Exercise aim: Report all lines of the records that contain "iter".

Data items:
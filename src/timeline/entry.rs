use std::fmt;
use std::rc::Rc;

use crate::animation::ease::Ease;
use crate::animation::props::PropertyMap;
use crate::animation::value::{Prop, Value, interpolate};
use crate::document::tree::{NodeId, SvgDocument};
use crate::foundation::core::{Secs, TIME_EPSILON};
use crate::foundation::math::clamp01;

/// Shared callback attached to a timeline entry.
pub type Callback = Rc<dyn Fn()>;

/// Optional start/complete hooks of an entry.
#[derive(Clone, Default)]
pub struct Callbacks {
    /// Fired when playback moves forward out of the entry's start.
    pub on_start: Option<Callback>,
    /// Fired when playback moves forward onto the entry's end.
    pub on_complete: Option<Callback>,
}

impl Callbacks {
    /// Callbacks with only `on_complete` set.
    pub fn on_complete(cb: Option<Callback>) -> Self {
        Self {
            on_start: None,
            on_complete: cb,
        }
    }

    /// Callbacks with only `on_start` set.
    pub fn on_start(cb: Option<Callback>) -> Self {
        Self {
            on_start: cb,
            on_complete: None,
        }
    }
}

impl fmt::Debug for Callbacks {
    fn fmt(&self, f: &mut fmt::Formatter<'_>) -> fmt::Result {
        f.debug_struct("Callbacks")
            .field("on_start", &self.on_start.is_some())
            .field("on_complete", &self.on_complete.is_some())
            .finish()
    }
}

/// Where an entry lands on the timeline.
#[derive(Clone, Copy, Debug, Default, PartialEq)]
pub enum Placement {
    /// After the current end of the timeline.
    #[default]
    Append,
    /// At a fixed offset from the timeline start.
    At(Secs),
}

/// Timing attributes of one entry.
#[derive(Clone, Debug, PartialEq)]
pub struct Timing {
    /// Length of one cycle for one target.
    pub duration: Secs,
    /// Offset added to the placement.
    pub delay: Secs,
    /// Offset between consecutive targets.
    pub stagger: Secs,
    /// Curve applied to each cycle.
    pub ease: Ease,
    /// Extra cycles after the first.
    pub repeat: u32,
    /// Run odd cycles backward.
    pub yoyo: bool,
}

impl Default for Timing {
    fn default() -> Self {
        Self::new(0.0)
    }
}

impl Timing {
    /// A single cycle of `duration` seconds with the default ease.
    pub fn new(duration: Secs) -> Self {
        Self {
            duration: duration.max(0.0),
            delay: 0.0,
            stagger: 0.0,
            ease: Ease::default(),
            repeat: 0,
            yoyo: false,
        }
    }

    /// Replace the ease.
    pub fn ease(mut self, ease: Ease) -> Self {
        self.ease = ease;
        self
    }

    /// Replace the delay.
    pub fn delay(mut self, delay: Secs) -> Self {
        self.delay = delay.max(0.0);
        self
    }

    /// Replace the stagger.
    pub fn stagger(mut self, stagger: Secs) -> Self {
        self.stagger = stagger.max(0.0);
        self
    }

    /// Repeat `repeat` extra times, optionally alternating direction.
    pub fn repeat(mut self, repeat: u32, yoyo: bool) -> Self {
        self.repeat = repeat;
        self.yoyo = yoyo;
        self
    }

    /// Active length of one target including repeats.
    pub fn active(&self) -> Secs {
        self.duration * f64::from(self.repeat + 1)
    }

    /// Length from the first target's start to the last target's end.
    pub fn span(&self, targets: usize) -> Secs {
        self.stagger * targets.saturating_sub(1) as f64 + self.active()
    }

    /// Eased ratio for a target whose own start lies `local` seconds behind the playhead.
    pub(crate) fn ratio(&self, local: Secs, forward: bool) -> f64 {
        let p = raw_progress(local, self.active(), forward);
        let cycles = f64::from(self.repeat + 1);
        let (cycle, mut frac) = if p >= 1.0 {
            (self.repeat, 1.0)
        } else {
            let scaled = p * cycles;
            (scaled.floor() as u32, scaled.fract())
        };
        if self.yoyo && cycle % 2 == 1 {
            frac = 1.0 - frac;
        }
        self.ease.apply(frac)
    }
}

/// Linear progress through an interval of `length` seconds. Zero-length intervals are done once
/// the playhead is past them, or on them while moving forward.
fn raw_progress(local: Secs, length: Secs, forward: bool) -> f64 {
    if length <= TIME_EPSILON {
        let done = local > TIME_EPSILON || (forward && local >= -TIME_EPSILON);
        return if done { 1.0 } else { 0.0 };
    }
    clamp01(local / length)
}

/// Before/after text of one `<text>` element, fixed when the morph is scheduled.
#[derive(Clone, Debug, PartialEq, Eq)]
pub struct MorphRecord {
    /// Element whose text changes.
    pub node: NodeId,
    /// Text restored when playback moves back past the morph.
    pub before: String,
    /// Text shown from the crossover on.
    pub after: String,
}

/// What an entry drives.
#[derive(Clone, Debug, PartialEq)]
pub enum Payload {
    /// Interpolate properties of elements toward final values.
    Tween {
        /// Elements in stagger order.
        targets: Vec<NodeId>,
        /// Final values.
        props: PropertyMap,
    },
    /// Crossfade one text element to new content.
    Morph(MorphRecord),
    /// No visual effect; a time marker that may carry callbacks.
    Call,
}

impl Payload {
    fn target_count(&self) -> usize {
        match self {
            Self::Tween { targets, .. } => targets.len(),
            Self::Morph(_) | Self::Call => 1,
        }
    }
}

/// Kind of an entry, for inspection.
#[derive(Clone, Copy, Debug, PartialEq, Eq, serde::Serialize)]
#[serde(rename_all = "snake_case")]
pub enum EntryKind {
    /// [`Payload::Tween`].
    Tween,
    /// [`Payload::Morph`].
    Morph,
    /// [`Payload::Call`].
    Call,
}

/// Absolute `[start, end]` interval of an entry.
#[derive(Clone, Copy, Debug, PartialEq, serde::Serialize)]
pub struct Span {
    /// Start including delay.
    pub start: Secs,
    /// End of the last target's last cycle.
    pub end: Secs,
}

impl Span {
    /// `end - start`.
    pub fn duration(&self) -> Secs {
        self.end - self.start
    }
}

/// Progress notifications produced by rendering one entry.
#[derive(Clone, Copy, Debug, Default, PartialEq, Eq)]
pub(crate) struct Transition {
    pub(crate) started: bool,
    pub(crate) completed: bool,
}

/// A scheduled entry with its playback state.
#[derive(Debug)]
pub struct Entry {
    pub(crate) seq: usize,
    payload: Payload,
    timing: Timing,
    callbacks: Callbacks,
    span: Span,
    from: Option<Vec<Vec<(Prop, Value)>>>,
    progress: f64,
}

impl Entry {
    pub(crate) fn new(
        seq: usize,
        payload: Payload,
        timing: Timing,
        start: Secs,
        callbacks: Callbacks,
    ) -> Self {
        let end = start + timing.span(payload.target_count());
        Self {
            seq,
            payload,
            timing,
            callbacks,
            span: Span { start, end },
            from: None,
            progress: 0.0,
        }
    }

    /// Scheduled interval.
    pub fn span(&self) -> Span {
        self.span
    }

    /// Timing attributes.
    pub fn timing(&self) -> &Timing {
        &self.timing
    }

    /// Payload.
    pub fn payload(&self) -> &Payload {
        &self.payload
    }

    /// Kind of payload.
    pub fn kind(&self) -> EntryKind {
        match self.payload {
            Payload::Tween { .. } => EntryKind::Tween,
            Payload::Morph(_) => EntryKind::Morph,
            Payload::Call => EntryKind::Call,
        }
    }

    /// Elements touched by this entry.
    pub fn targets(&self) -> Vec<NodeId> {
        match &self.payload {
            Payload::Tween { targets, .. } => targets.clone(),
            Payload::Morph(m) => vec![m.node],
            Payload::Call => Vec::new(),
        }
    }

    /// Linear progress at the last render, 0..1.
    pub fn progress(&self) -> f64 {
        self.progress
    }

    pub(crate) fn callbacks(&self) -> &Callbacks {
        &self.callbacks
    }

    fn progress_at(&self, t: Secs, forward: bool) -> f64 {
        raw_progress(t - self.span.start, self.span.duration(), forward)
    }

    /// Bring the entry to playhead `t`. Start values are captured on the first render that
    /// leaves progress 0; untouched entries write nothing.
    pub(crate) fn render(&mut self, doc: &mut SvgDocument, t: Secs, forward: bool) -> Transition {
        let p = self.progress_at(t, forward);
        let prev = self.progress;
        if self.from.is_none() {
            if p <= 0.0 {
                return Transition::default();
            }
            self.from = Some(self.capture(doc));
        } else if p == prev {
            return Transition::default();
        }
        self.progress = p;

        match &self.payload {
            Payload::Tween { targets, props } => {
                let from = self.from.as_deref().unwrap_or_default();
                for (i, (node, start_values)) in targets.iter().zip(from).enumerate() {
                    let local = t - self.span.start - self.timing.stagger * i as f64;
                    let ratio = self.timing.ratio(local, forward);
                    for ((prop, to), (_, start)) in props.iter().zip(start_values) {
                        doc.apply(*node, prop, interpolate(prop, start, to, ratio));
                    }
                }
            }
            Payload::Morph(record) => {
                let v = self.timing.ratio(t - self.span.start, forward);
                render_morph(doc, record, v, p >= 1.0);
            }
            Payload::Call => {}
        }

        Transition {
            started: forward && prev <= 0.0 && p > 0.0,
            completed: forward && prev < 1.0 && p >= 1.0,
        }
    }

    fn capture(&self, doc: &SvgDocument) -> Vec<Vec<(Prop, Value)>> {
        match &self.payload {
            Payload::Tween { targets, props } => targets
                .iter()
                .map(|n| props.props().map(|p| (p, doc.get(*n, p))).collect())
                .collect(),
            Payload::Morph(_) | Payload::Call => Vec::new(),
        }
    }
}

/// Below the crossover the old text fades and shrinks to 70%; above it the new text grows back.
fn render_morph(doc: &mut SvgDocument, record: &MorphRecord, v: f64, complete: bool) {
    let (text, opacity, scale) = if complete {
        (&record.after, 1.0, 1.0)
    } else if v < 0.5 {
        let p = clamp01(v * 2.0);
        (&record.before, 1.0 - p, 1.0 - p * 0.3)
    } else {
        let p = clamp01((v - 0.5) * 2.0);
        (&record.after, p, 0.7 + p * 0.3)
    };
    if doc.text_content(record.node) != *text {
        doc.set_text_content(record.node, text);
    }
    doc.apply(record.node, Prop::Opacity, Value::Number(opacity));
    doc.apply(record.node, Prop::Scale, Value::Number(scale));
}

#[cfg(test)]
#[path = "../../tests/unit/timeline/entry.rs"]
mod tests;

Written reply:
                for (i, (node, start_values)) in targets.iter().zip(from).enumerate() {
                    for ((prop, to), (_, start)) in props.iter().zip(start_values) {
                .iter()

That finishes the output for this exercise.